--- SOURCE DATA ---

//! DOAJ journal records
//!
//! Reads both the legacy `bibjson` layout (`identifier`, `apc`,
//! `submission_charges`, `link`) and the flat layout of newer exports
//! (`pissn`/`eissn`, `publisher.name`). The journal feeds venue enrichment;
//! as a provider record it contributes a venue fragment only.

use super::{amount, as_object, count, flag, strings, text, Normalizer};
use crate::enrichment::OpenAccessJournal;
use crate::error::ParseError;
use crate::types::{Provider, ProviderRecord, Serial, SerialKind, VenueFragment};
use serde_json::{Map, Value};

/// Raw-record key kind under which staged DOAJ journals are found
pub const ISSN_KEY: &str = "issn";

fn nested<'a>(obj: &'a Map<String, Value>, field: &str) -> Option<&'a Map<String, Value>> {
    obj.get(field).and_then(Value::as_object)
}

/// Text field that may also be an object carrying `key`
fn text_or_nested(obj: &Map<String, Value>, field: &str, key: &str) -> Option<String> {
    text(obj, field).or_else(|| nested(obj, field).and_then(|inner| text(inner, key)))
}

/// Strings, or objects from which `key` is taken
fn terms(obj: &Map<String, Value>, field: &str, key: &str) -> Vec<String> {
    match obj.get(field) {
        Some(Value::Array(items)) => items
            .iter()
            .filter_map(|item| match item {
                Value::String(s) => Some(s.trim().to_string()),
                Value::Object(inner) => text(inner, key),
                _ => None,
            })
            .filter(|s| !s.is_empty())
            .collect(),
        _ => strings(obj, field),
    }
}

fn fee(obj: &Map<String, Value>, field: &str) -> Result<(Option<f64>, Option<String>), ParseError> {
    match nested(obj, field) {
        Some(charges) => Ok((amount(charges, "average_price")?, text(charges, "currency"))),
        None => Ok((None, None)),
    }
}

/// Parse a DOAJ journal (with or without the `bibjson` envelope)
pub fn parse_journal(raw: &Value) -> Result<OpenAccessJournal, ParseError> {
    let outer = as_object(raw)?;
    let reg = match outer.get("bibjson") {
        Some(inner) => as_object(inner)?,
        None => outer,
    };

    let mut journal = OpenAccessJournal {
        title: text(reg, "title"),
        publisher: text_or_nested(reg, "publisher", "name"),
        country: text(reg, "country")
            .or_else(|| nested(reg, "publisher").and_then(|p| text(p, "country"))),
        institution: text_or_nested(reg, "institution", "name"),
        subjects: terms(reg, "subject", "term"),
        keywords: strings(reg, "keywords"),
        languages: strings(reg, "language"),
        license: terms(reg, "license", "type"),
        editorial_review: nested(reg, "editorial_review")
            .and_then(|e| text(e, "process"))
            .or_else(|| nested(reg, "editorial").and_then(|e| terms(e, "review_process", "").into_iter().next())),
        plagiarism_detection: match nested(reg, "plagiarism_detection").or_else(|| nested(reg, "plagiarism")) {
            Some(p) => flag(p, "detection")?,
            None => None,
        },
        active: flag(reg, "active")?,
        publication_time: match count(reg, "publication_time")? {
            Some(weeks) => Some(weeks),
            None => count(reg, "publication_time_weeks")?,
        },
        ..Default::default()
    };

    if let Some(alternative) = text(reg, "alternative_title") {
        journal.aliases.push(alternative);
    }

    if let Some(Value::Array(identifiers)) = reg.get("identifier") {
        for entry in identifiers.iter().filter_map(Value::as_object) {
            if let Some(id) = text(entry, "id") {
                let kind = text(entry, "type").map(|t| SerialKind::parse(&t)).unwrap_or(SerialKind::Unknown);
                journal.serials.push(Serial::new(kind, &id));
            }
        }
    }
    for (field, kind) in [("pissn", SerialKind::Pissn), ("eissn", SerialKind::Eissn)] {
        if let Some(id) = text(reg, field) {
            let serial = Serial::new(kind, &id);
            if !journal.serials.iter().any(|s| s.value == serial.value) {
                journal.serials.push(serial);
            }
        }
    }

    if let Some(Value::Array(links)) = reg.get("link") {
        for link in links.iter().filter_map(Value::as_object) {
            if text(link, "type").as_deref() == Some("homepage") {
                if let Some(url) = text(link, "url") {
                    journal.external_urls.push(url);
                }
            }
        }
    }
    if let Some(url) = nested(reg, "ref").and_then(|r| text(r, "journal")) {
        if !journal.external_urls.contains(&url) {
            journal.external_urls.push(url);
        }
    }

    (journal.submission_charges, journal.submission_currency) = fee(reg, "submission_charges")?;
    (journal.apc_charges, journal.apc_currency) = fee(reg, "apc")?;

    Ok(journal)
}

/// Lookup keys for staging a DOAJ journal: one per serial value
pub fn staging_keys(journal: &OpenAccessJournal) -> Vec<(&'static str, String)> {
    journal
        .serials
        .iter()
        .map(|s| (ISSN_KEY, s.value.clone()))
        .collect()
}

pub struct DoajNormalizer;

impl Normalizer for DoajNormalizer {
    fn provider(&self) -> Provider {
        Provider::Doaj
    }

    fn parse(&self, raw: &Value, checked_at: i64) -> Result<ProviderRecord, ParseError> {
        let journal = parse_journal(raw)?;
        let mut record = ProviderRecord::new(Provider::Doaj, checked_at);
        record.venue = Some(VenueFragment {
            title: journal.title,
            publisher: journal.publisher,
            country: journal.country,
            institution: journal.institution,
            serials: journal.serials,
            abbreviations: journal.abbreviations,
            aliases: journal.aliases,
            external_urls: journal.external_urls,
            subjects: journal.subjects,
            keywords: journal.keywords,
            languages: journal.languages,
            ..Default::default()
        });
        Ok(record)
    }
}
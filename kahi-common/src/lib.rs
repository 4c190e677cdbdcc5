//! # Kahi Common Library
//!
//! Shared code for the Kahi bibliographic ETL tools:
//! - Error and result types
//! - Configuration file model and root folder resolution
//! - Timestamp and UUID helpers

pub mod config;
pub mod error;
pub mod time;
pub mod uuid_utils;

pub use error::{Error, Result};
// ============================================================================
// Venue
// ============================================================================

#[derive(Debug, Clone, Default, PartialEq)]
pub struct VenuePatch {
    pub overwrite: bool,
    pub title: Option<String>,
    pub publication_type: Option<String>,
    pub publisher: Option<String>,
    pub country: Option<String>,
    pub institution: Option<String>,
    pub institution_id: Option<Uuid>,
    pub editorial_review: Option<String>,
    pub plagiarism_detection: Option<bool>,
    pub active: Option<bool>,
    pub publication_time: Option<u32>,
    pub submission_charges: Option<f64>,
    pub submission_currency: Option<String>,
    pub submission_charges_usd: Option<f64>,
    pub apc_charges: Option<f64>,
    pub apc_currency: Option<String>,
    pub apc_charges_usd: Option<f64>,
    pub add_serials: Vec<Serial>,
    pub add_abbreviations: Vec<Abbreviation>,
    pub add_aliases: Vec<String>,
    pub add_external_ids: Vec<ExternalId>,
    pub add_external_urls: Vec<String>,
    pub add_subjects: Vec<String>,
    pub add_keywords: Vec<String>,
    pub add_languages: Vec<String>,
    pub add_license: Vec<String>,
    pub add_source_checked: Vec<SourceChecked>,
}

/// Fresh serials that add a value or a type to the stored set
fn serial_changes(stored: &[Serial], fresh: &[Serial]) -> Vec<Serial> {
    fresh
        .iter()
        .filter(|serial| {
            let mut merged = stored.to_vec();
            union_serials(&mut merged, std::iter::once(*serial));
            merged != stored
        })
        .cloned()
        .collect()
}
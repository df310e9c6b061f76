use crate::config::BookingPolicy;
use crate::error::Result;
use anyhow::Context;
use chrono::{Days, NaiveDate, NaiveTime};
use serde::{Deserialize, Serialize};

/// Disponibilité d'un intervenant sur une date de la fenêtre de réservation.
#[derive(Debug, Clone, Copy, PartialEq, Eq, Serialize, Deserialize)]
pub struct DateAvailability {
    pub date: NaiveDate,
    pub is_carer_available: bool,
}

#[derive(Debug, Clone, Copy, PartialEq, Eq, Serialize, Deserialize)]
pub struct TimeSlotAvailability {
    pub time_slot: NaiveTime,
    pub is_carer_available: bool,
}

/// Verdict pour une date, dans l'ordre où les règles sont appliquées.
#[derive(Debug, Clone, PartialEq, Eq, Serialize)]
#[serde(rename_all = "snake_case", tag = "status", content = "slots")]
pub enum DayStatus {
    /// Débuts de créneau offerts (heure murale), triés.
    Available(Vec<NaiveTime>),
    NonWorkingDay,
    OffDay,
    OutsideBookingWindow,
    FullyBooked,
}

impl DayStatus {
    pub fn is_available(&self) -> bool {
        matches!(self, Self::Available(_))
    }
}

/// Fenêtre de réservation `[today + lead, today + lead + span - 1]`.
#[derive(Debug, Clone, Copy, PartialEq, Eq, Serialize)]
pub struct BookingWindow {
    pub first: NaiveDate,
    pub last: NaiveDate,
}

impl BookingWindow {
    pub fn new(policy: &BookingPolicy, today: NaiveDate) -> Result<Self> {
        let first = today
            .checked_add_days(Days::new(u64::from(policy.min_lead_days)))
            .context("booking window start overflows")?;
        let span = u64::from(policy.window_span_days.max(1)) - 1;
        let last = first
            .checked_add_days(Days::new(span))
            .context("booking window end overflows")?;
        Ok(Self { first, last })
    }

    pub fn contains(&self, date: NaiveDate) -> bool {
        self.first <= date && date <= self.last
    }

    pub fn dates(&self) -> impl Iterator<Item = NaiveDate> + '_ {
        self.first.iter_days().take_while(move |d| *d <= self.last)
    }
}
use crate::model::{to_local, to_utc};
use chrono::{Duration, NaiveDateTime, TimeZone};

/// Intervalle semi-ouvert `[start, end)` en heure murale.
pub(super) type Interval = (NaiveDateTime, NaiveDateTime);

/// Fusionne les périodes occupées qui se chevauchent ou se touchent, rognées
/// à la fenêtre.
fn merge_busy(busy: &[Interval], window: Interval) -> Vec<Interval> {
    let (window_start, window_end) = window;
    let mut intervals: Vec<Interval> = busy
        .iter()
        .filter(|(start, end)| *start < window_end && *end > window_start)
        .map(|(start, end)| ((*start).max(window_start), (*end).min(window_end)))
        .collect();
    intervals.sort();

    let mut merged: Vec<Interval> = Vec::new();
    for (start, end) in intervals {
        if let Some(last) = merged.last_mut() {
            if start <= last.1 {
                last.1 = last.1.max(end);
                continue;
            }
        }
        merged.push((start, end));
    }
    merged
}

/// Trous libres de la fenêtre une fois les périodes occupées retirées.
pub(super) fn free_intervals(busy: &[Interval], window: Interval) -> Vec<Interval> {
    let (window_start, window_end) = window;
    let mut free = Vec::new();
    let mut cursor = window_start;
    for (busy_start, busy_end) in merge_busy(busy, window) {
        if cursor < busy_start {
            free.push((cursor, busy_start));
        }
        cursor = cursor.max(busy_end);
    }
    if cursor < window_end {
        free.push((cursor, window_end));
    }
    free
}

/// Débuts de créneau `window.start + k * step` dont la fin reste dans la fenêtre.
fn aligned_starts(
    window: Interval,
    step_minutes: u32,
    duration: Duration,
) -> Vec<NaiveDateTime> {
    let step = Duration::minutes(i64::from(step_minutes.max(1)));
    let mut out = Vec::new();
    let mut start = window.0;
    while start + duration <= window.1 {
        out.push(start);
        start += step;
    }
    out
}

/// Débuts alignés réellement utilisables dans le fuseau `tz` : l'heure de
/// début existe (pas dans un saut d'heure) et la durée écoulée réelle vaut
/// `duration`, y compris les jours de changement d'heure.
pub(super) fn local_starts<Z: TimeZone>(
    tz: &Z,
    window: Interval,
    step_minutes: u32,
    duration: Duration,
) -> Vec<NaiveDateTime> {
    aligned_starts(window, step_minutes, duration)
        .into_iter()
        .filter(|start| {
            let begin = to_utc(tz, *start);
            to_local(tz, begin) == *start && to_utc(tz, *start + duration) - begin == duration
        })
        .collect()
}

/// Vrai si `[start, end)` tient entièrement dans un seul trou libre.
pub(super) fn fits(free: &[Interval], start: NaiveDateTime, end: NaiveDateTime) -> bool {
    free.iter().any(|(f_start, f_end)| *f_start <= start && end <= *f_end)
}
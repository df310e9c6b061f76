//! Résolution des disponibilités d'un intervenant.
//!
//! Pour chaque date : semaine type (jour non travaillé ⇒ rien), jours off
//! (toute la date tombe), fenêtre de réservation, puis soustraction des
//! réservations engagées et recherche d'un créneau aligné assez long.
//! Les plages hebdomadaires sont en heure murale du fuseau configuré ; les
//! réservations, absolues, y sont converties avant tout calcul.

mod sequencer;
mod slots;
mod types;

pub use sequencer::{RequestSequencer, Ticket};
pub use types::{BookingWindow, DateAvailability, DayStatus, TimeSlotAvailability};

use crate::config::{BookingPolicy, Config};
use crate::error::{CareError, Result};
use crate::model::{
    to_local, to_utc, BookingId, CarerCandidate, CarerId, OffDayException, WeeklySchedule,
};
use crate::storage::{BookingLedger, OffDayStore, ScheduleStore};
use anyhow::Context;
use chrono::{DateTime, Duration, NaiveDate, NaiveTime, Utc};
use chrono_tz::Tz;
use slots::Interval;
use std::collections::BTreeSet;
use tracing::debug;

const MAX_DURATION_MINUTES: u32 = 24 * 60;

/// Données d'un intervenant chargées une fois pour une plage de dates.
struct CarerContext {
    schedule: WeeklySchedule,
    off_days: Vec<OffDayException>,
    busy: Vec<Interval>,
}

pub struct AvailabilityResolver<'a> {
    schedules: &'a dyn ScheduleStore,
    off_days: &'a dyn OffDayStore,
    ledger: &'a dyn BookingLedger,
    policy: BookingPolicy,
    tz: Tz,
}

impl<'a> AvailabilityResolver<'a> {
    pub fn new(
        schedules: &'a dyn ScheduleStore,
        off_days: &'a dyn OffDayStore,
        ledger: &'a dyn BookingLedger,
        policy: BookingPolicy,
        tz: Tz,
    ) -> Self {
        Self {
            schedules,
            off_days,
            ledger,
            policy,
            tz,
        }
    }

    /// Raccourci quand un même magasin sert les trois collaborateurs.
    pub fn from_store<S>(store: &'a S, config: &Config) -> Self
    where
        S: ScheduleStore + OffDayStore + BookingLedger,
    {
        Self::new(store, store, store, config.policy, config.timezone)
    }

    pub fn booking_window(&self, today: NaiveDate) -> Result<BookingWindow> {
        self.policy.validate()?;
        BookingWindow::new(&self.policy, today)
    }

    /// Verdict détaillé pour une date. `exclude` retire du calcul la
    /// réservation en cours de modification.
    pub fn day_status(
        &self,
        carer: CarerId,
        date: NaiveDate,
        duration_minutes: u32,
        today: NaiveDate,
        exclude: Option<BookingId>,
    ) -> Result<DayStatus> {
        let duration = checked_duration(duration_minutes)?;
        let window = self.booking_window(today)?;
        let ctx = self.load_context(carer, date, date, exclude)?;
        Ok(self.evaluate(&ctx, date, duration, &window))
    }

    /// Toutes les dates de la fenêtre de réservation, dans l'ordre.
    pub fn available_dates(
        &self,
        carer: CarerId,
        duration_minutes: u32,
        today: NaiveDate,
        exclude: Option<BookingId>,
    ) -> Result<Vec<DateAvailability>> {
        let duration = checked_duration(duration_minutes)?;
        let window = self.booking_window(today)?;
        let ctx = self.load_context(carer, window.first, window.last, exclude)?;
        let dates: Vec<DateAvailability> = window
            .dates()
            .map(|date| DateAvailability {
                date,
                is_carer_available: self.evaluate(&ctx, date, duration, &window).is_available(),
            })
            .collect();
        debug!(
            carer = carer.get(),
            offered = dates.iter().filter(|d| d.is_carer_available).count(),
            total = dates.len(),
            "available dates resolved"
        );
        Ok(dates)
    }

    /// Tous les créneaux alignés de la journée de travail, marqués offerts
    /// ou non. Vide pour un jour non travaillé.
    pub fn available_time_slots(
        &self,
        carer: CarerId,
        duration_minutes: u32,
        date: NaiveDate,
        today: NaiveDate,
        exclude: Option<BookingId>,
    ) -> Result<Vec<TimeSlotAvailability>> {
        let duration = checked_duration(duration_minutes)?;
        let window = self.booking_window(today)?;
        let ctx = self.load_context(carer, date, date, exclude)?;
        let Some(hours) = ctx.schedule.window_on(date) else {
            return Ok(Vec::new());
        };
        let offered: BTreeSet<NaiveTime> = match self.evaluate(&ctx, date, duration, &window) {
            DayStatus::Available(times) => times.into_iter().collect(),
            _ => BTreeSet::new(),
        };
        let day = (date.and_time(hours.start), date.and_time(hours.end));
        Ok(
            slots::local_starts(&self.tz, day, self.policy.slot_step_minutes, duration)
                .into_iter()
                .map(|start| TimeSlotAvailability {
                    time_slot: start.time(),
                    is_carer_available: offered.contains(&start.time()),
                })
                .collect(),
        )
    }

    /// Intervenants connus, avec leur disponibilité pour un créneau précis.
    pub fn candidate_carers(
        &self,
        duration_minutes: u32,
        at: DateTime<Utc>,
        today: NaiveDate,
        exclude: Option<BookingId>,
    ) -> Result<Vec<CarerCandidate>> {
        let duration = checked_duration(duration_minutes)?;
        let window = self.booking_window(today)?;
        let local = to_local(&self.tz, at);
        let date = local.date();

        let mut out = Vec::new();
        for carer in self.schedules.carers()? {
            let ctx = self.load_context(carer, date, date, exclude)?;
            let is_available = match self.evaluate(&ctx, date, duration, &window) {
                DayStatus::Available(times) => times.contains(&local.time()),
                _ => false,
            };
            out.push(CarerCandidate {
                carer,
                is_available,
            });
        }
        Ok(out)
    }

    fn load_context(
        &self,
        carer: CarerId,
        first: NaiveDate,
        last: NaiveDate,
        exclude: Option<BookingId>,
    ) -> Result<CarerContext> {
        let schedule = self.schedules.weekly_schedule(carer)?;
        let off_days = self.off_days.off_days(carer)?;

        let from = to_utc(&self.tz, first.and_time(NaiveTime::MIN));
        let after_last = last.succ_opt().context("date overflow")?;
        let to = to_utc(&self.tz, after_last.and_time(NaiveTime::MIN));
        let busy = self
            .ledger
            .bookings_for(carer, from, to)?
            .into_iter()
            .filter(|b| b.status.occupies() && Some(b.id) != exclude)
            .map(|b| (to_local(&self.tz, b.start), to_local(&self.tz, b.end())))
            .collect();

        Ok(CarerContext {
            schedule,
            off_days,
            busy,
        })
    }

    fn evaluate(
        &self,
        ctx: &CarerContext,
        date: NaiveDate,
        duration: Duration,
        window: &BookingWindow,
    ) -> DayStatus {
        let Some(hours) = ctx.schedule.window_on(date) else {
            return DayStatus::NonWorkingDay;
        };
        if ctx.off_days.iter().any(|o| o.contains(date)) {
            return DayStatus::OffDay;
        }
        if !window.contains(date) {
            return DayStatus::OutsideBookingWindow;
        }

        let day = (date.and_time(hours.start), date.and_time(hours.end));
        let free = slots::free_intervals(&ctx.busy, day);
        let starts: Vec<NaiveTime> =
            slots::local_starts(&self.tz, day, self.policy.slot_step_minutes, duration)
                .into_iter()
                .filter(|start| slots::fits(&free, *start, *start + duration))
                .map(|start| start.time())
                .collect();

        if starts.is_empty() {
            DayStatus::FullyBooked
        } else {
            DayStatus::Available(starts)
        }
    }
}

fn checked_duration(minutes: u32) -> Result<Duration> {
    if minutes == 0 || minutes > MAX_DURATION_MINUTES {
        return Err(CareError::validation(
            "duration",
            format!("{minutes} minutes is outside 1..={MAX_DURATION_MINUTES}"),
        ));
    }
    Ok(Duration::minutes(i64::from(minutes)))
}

---

[EXERCISE REQUIREMENTS]: Copy every line of the data above, beginning with the first and ending with the line that contains "feeds venue enrichment;", and give nothing more.

[ANSWER SPACE]:
//! DOAJ journal records
//!
//! Reads both the legacy `bibjson` layout (`identifier`, `apc`,
//! `submission_charges`, `link`) and the flat layout of newer exports
//! (`pissn`/`eissn`, `publisher.name`). The journal feeds venue enrichment;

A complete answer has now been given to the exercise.